**Exercise directions**.
Give the count of lines in the records below that contain "routes", with no other words.

**Material shown**.
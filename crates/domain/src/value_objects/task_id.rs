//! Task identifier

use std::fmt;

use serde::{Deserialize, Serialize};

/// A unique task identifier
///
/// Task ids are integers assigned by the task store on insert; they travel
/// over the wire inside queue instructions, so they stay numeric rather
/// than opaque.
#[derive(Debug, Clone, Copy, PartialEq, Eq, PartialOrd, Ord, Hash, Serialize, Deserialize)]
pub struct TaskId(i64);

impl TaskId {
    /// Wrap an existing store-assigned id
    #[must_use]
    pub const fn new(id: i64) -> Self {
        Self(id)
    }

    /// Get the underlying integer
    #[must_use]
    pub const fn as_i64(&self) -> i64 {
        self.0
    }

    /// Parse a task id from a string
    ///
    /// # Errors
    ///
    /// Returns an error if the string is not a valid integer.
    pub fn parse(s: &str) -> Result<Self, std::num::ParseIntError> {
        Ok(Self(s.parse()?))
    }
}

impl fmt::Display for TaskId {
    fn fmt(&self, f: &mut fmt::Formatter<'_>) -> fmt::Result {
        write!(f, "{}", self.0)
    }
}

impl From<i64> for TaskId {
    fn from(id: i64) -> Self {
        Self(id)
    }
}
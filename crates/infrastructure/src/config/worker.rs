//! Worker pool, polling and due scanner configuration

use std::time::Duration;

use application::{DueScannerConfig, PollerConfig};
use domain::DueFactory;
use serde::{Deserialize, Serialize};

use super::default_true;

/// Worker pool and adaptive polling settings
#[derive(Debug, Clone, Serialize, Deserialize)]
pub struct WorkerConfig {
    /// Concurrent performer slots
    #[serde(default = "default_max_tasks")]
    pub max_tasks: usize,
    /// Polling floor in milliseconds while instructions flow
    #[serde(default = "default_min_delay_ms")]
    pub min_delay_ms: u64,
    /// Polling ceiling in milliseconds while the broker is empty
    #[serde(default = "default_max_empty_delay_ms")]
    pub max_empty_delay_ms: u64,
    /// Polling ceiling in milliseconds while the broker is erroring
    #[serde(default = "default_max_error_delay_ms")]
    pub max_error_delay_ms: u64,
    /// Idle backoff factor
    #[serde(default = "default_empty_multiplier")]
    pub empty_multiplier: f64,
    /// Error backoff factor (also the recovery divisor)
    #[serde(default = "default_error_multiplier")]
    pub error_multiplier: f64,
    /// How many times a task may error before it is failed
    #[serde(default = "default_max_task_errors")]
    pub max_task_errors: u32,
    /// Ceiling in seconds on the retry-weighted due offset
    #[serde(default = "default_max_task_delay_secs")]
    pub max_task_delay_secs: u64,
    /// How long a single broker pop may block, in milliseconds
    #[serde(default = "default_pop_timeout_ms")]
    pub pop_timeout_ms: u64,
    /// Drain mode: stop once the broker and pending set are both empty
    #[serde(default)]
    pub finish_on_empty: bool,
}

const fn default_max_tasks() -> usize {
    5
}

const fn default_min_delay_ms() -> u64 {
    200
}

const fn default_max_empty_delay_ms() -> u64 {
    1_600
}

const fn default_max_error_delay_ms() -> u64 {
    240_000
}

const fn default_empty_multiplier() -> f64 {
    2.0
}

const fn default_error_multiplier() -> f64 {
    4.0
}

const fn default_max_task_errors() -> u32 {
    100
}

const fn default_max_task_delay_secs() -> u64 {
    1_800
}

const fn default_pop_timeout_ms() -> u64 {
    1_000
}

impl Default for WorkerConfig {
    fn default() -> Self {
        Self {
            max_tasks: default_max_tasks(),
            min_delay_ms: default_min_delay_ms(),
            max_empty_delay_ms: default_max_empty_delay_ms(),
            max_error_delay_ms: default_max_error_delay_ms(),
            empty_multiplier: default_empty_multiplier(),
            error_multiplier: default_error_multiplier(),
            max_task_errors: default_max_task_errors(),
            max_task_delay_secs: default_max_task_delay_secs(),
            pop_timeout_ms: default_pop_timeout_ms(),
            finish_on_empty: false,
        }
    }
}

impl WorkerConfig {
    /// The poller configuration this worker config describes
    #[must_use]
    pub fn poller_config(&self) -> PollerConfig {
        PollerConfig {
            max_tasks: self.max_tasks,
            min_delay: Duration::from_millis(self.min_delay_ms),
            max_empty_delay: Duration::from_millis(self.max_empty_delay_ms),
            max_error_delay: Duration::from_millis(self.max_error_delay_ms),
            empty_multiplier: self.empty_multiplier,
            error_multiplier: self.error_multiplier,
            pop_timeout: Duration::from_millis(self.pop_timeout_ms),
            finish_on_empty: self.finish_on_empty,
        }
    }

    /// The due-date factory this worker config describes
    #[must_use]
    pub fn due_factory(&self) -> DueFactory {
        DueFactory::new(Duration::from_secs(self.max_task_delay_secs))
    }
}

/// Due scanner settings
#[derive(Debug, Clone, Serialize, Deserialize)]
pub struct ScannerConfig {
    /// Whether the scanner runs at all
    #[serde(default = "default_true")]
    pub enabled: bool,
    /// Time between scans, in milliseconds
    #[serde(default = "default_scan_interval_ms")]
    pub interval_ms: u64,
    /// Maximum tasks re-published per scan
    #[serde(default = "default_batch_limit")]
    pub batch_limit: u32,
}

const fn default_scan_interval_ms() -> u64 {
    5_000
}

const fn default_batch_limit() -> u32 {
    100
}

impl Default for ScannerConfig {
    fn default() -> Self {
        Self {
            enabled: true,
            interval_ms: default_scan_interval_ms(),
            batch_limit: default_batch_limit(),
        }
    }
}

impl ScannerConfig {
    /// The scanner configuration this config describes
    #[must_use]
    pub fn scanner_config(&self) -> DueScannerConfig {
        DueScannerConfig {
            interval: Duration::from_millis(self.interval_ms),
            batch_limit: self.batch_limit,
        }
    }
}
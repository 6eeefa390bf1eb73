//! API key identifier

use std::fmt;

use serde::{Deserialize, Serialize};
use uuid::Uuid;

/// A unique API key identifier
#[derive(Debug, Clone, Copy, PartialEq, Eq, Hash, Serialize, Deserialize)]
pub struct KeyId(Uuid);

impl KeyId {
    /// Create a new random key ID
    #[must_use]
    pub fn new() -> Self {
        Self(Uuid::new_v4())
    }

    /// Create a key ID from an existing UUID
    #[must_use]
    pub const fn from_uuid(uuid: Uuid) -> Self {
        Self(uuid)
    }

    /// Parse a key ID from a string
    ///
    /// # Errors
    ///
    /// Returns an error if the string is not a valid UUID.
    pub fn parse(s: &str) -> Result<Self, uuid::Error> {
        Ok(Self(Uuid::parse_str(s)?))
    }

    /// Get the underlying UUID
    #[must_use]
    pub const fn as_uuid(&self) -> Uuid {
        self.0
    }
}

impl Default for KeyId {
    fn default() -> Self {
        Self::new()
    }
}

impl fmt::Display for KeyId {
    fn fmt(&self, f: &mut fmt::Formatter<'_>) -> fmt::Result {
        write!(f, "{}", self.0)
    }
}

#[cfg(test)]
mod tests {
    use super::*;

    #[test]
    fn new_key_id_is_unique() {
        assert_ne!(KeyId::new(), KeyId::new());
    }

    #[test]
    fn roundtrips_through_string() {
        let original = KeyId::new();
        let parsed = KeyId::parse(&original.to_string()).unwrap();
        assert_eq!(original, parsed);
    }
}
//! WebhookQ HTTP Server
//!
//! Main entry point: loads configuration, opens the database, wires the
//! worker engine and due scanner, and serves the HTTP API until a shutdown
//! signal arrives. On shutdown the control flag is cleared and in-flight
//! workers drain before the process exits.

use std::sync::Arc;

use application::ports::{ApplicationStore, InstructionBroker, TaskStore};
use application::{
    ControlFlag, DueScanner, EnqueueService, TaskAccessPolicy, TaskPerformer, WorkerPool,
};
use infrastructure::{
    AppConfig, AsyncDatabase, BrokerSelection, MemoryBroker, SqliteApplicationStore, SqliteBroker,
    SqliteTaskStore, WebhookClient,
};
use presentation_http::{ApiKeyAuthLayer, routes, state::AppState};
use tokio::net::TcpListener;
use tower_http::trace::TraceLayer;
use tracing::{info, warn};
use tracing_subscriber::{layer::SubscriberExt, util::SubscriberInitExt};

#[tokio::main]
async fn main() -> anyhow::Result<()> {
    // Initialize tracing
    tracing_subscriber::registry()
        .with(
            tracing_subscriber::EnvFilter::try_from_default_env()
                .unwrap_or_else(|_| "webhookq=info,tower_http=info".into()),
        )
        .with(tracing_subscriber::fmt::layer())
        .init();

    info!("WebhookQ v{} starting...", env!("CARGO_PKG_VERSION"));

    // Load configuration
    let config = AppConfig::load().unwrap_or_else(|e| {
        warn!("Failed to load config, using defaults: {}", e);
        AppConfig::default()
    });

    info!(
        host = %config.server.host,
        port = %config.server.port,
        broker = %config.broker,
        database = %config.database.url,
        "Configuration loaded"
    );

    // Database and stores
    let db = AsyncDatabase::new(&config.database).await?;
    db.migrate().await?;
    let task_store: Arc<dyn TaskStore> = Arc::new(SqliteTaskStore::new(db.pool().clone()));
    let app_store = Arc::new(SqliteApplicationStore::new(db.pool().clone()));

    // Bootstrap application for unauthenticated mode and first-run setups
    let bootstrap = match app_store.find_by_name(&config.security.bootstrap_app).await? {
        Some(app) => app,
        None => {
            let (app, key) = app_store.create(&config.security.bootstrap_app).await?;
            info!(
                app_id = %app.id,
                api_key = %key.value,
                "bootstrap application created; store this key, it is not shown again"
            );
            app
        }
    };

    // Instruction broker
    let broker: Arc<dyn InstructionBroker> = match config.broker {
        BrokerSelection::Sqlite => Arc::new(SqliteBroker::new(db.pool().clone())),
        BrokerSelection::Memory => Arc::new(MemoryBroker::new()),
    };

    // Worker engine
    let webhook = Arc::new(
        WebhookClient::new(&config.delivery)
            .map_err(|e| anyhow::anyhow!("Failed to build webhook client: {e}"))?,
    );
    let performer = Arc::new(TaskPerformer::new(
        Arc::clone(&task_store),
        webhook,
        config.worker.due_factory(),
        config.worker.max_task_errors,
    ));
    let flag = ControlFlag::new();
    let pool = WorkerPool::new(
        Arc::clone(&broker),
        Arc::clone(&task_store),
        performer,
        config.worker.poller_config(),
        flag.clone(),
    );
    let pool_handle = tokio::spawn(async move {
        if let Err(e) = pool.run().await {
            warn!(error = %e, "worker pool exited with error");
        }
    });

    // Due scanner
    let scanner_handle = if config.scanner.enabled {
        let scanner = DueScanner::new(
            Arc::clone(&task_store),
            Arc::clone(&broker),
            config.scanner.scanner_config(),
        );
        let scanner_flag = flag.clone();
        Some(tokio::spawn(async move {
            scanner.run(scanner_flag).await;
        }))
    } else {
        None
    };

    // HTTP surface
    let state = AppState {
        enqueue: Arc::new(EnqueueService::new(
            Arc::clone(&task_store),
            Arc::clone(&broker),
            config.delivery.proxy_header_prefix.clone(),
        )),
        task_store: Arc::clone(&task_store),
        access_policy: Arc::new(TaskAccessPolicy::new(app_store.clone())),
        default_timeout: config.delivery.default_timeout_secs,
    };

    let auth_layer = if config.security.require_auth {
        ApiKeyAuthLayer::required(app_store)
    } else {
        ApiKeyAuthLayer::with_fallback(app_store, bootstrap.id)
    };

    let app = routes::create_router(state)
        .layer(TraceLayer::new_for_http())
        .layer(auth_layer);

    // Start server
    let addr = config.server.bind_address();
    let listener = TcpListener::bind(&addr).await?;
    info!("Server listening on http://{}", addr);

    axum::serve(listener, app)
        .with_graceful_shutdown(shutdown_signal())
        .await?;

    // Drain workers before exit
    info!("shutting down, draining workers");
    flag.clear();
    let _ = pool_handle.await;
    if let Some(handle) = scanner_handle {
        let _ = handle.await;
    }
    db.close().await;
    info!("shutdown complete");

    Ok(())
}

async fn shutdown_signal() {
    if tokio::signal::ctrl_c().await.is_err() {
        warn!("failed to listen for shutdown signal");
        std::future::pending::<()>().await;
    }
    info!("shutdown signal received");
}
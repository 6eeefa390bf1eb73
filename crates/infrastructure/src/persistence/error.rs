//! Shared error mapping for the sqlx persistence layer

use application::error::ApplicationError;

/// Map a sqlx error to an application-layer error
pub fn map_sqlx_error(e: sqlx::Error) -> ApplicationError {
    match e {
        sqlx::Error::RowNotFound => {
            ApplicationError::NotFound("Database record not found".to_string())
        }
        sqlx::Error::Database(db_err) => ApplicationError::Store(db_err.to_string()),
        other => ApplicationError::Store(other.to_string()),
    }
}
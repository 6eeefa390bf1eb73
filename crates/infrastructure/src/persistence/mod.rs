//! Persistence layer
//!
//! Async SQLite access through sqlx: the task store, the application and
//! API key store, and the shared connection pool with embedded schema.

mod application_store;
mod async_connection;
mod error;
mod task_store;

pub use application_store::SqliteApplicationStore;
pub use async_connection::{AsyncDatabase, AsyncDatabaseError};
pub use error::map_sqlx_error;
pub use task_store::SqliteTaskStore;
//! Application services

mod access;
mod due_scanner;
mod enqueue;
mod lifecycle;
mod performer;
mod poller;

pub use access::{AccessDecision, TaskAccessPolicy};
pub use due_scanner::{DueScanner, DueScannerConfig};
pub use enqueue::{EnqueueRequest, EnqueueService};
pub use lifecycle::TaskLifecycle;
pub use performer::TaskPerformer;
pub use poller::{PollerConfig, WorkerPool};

**Exercise solution**.
2